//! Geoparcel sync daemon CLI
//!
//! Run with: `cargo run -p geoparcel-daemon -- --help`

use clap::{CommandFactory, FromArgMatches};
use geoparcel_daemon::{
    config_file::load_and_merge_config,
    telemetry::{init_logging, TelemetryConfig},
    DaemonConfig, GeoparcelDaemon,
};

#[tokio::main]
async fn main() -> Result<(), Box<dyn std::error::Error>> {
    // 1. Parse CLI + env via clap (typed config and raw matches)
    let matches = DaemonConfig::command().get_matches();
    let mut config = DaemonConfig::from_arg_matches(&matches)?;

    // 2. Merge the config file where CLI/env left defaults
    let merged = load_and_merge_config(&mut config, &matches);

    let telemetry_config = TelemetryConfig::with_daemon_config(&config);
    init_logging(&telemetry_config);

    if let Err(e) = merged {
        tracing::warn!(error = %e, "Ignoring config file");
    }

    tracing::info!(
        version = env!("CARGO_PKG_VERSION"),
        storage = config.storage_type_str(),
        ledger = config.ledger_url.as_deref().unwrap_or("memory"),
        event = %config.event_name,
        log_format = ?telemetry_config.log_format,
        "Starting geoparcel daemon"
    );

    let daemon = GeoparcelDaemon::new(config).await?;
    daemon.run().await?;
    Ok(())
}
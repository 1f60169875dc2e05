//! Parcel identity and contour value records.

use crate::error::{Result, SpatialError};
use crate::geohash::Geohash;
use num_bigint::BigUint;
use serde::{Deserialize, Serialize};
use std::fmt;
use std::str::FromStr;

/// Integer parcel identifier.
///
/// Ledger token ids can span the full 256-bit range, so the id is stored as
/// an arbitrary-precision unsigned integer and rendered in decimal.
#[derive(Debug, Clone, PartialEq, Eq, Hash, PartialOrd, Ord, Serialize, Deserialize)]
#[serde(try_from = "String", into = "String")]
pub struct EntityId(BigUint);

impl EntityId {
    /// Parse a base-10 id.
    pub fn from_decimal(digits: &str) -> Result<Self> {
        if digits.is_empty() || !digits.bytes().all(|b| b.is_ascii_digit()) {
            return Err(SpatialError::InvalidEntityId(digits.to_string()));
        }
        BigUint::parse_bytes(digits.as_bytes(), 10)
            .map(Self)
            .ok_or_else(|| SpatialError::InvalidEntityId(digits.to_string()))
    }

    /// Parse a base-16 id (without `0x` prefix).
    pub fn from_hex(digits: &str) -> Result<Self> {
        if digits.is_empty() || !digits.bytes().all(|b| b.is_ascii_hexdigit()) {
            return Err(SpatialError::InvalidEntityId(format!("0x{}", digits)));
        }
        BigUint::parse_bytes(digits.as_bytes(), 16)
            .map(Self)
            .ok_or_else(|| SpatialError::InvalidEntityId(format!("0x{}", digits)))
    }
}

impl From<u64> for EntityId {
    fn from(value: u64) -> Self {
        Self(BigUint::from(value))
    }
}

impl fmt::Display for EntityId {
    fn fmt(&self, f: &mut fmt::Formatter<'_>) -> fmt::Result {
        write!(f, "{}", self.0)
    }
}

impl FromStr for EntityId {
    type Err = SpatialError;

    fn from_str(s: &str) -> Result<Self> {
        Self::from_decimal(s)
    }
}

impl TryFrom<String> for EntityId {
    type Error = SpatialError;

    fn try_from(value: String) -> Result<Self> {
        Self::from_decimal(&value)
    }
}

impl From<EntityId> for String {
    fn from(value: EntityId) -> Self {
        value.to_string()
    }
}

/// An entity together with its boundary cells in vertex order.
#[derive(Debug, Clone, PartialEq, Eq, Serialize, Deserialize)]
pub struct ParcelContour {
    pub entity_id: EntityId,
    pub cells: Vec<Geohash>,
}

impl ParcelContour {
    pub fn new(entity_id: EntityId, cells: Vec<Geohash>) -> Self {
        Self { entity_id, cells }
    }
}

(What needs to be done)
What lines in the data above contain the word "merged"? Show them all.

(Task result)
    let merged = load_and_merge_config(&mut config, &matches);
    if let Err(e) = merged {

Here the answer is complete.